A warning was released to the healthcare and public health (HPH) community regarding a Monkeypox phishing campaign attacking U.S. healthcare providers that tries to steal Office 365, Outlook, and other email account credentials.
Monkeypox is a very contagious viral disease brought on by a virus belonging to the same family as smallpox. Based on the Centers for Disease Control and Prevention (CDC), there were more or less 66,000 cases identified internationally in the recent outbreak and over 25,100 cases in America. Florida, California, New York, Georgia and Texas are the most seriously affected states, with the cases mainly restricted to the LBGTQ+ community.
Malicious actors usually piggyback on big news stories and utilize these subjects to carry out convincing phishing campaigns. Campaigns utilizing monkeypox lures were consequently unavoidable, and they are most likely to carry on and increase in accordance with the increasing numbers of cases. Monkeypox and COVID-19-associated phishing campaigns have a substantial success rate since there is a big interest in the outbreak and issues of infections.
The Health Sector Cybersecurity Coordination Center (HC3) states that these emails may be sent via the email account of an HPH-associated entity that has formerly been compromised, or from a non-HPH-connected entity. Whenever a phishing email is dispatched from a respected email account, there is a greater possibility of opening the email.
The email messages promise to offer vital facts concerning the present monkeypox outbreak in the U.S. and have the subject line, “Data from (Victim Organization Abbreviation): “Important read concerning -Monkey Pox- (Victim Company) (Reference Number).” The body of the message consists of the words, “Please see the attached important read about “Monkey Pox” for your guide. It is a good read; thought I’d let you know. Be safe.”

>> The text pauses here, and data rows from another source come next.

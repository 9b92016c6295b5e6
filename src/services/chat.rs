//! Chat proxy
//!
//! Messages are logged per session and the recent window is forwarded to an
//! OpenAI-compatible completion endpoint. Provider failures never reach the
//! caller: they are answered with a canned reply that is logged like any other
//! assistant message.

use std::sync::Arc;
use std::time::Duration;

use anyhow::Result;
use async_trait::async_trait;
use reqwest::Client;
use serde::{Deserialize, Serialize};
use sqlx::SqlitePool;
use thiserror::Error;
use tracing::{debug, error, warn};
use uuid::Uuid;

use crate::config::ChatConfig;
use crate::db::ChatRepository;
use crate::models::{ChatResponse, ChatRole, PromptMessage};

pub const NOT_CONFIGURED_REPLY: &str =
    "Sorry, the chat service is not configured. Please contact an administrator.";
pub const API_ERROR_REPLY: &str =
    "Sorry, I'm having trouble connecting to the chat service. Please try again later.";
pub const NETWORK_ERROR_REPLY: &str = "Sorry, there was a network error. Please try again later.";
pub const UNEXPECTED_REPLY: &str = "Sorry, something went wrong. Please try again later.";

#[derive(Debug, Error)]
pub enum CompletionError {
    #[error("completion provider is not configured")]
    NotConfigured,
    #[error("network error: {0}")]
    Network(String),
    #[error("provider returned {status}: {body}")]
    Api { status: u16, body: String },
    #[error("invalid provider response: {0}")]
    InvalidResponse(String),
}

impl CompletionError {
    /// Reply shown to the user in place of a completion
    pub fn fallback_reply(&self) -> &'static str {
        match self {
            CompletionError::NotConfigured => NOT_CONFIGURED_REPLY,
            CompletionError::Network(_) => NETWORK_ERROR_REPLY,
            CompletionError::Api { .. } => API_ERROR_REPLY,
            CompletionError::InvalidResponse(_) => UNEXPECTED_REPLY,
        }
    }
}

/// Source of assistant replies
#[async_trait]
pub trait CompletionProvider: Send + Sync {
    /// `messages` starts with the system prompt followed by history, oldest first
    async fn complete(&self, messages: &[PromptMessage]) -> Result<String, CompletionError>;
}

#[derive(Debug, Serialize)]
struct CompletionRequest<'a> {
    model: &'a str,
    messages: &'a [PromptMessage],
    max_tokens: u32,
    temperature: f32,
}

#[derive(Debug, Deserialize)]
struct CompletionResponse {
    choices: Vec<CompletionChoice>,
}

#[derive(Debug, Deserialize)]
struct CompletionChoice {
    message: CompletionMessage,
}

#[derive(Debug, Deserialize)]
struct CompletionMessage {
    content: String,
}

/// Client for `/chat/completions` style APIs
pub struct OpenAiCompletionClient {
    http_client: Client,
    endpoint: String,
    api_key: Option<String>,
    model: String,
    max_tokens: u32,
    temperature: f32,
}

impl OpenAiCompletionClient {
    pub fn new(config: &ChatConfig) -> Result<Self> {
        let http_client = Client::builder()
            .timeout(Duration::from_secs(config.timeout_secs))
            .build()?;

        Ok(Self {
            http_client,
            endpoint: format!("{}/chat/completions", config.api_url.trim_end_matches('/')),
            api_key: config.api_key.clone().filter(|k| !k.trim().is_empty()),
            model: config.model.clone(),
            max_tokens: config.max_tokens,
            temperature: config.temperature,
        })
    }
}

#[async_trait]
impl CompletionProvider for OpenAiCompletionClient {
    async fn complete(&self, messages: &[PromptMessage]) -> Result<String, CompletionError> {
        let api_key = self.api_key.as_ref().ok_or(CompletionError::NotConfigured)?;

        let payload = CompletionRequest {
            model: &self.model,
            messages,
            max_tokens: self.max_tokens,
            temperature: self.temperature,
        };

        let response = self
            .http_client
            .post(&self.endpoint)
            .bearer_auth(api_key)
            .json(&payload)
            .send()
            .await
            .map_err(|e| CompletionError::Network(e.to_string()))?;

        let status = response.status();
        if !status.is_success() {
            let body = response.text().await.unwrap_or_default();
            return Err(CompletionError::Api {
                status: status.as_u16(),
                body,
            });
        }

        let parsed: CompletionResponse = response
            .json()
            .await
            .map_err(|e| CompletionError::InvalidResponse(e.to_string()))?;

        parsed
            .choices
            .into_iter()
            .next()
            .map(|choice| choice.message.content.trim().to_string())
            .ok_or_else(|| CompletionError::InvalidResponse("no choices returned".to_string()))
    }
}

/// Session bookkeeping around a [`CompletionProvider`]
#[derive(Clone)]
pub struct ChatService {
    provider: Arc<dyn CompletionProvider>,
    system_prompt: String,
    history_window: usize,
}

impl ChatService {
    pub fn new(provider: Arc<dyn CompletionProvider>, config: &ChatConfig) -> Self {
        Self {
            provider,
            system_prompt: config.system_prompt.clone(),
            history_window: config.history_window.max(1),
        }
    }

    pub fn from_config(config: &ChatConfig) -> Result<Self> {
        let client = OpenAiCompletionClient::new(config)?;
        Ok(Self::new(Arc::new(client), config))
    }

    /// Log `message`, ask the provider for a reply and log that too
    ///
    /// A missing `session_key` starts a new session under a generated id.
    pub async fn send(
        &self,
        pool: &SqlitePool,
        session_key: Option<&str>,
        user_id: Option<Uuid>,
        message: &str,
    ) -> Result<ChatResponse> {
        let session_key = session_key
            .map(str::trim)
            .filter(|k| !k.is_empty())
            .map(str::to_string)
            .unwrap_or_else(|| Uuid::new_v4().to_string());

        let repo = ChatRepository::new(pool);
        let session = repo.get_or_create_session(&session_key, user_id).await?;
        repo.append_message(session.id, ChatRole::User, message).await?;

        let history = repo
            .recent_messages(session.id, self.history_window as i64)
            .await?;

        let mut prompt = Vec::with_capacity(history.len() + 1);
        prompt.push(PromptMessage {
            role: ChatRole::System,
            content: self.system_prompt.clone(),
        });
        prompt.extend(history.iter().map(PromptMessage::from));

        let reply = match self.provider.complete(&prompt).await {
            Ok(reply) => {
                debug!(session = %session_key, "Chat completion received");
                reply
            }
            Err(CompletionError::NotConfigured) => {
                warn!("Chat completion requested but no API key is configured");
                NOT_CONFIGURED_REPLY.to_string()
            }
            Err(e) => {
                error!(session = %session_key, error = %e, "Chat completion failed");
                e.fallback_reply().to_string()
            }
        };

        repo.append_message(session.id, ChatRole::Assistant, &reply)
            .await?;

        Ok(ChatResponse {
            response: reply,
            session_id: session_key,
        })
    }
}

The emails named a PDF file attachment, “MPV Update_070722F.pdf” even though some other names can also be utilized. The attached file has a malicious URL that takes the recipient to a Lark Docs website, which possesses an Adobe Cloud theme and provides a secure Xerox Scanner fax document to download. When the user makes an attempt to download the file they will be taken to another webpage, where the user is advised to input their valid email credentials so as to view the file. In case those credentials are typed in, they will be collected and used by the threat actor to remotely get access to the user’s email.
Besides increasing knowledge of the monkeypox phishing campaign, medical organizations must be providing regular security awareness training to the employees about security guidelines, for example, the significance of setting long, complicated passwords for all email accounts, not clicking URLs or opening attachments in unknown email messages, and to just download files from trustworthy publishers. Security awareness training ought to cover the phishing and social engineering methods often used by threat actors, and it is advised to additionally perform phishing simulations on the staff. Phishing simulations were confirmed to considerably decrease susceptibility to phishing campaigns.
A number of workers will still click hyperlinks and open attachments despite having training, therefore it is crucial to make sure that technical procedures are executed to safeguard against phishing, like spam filters to stop phishing emails, multifactor authentication for email accounts to avoid unauthorized access to accounts employing stolen information, and web filters to prevent malicious sites.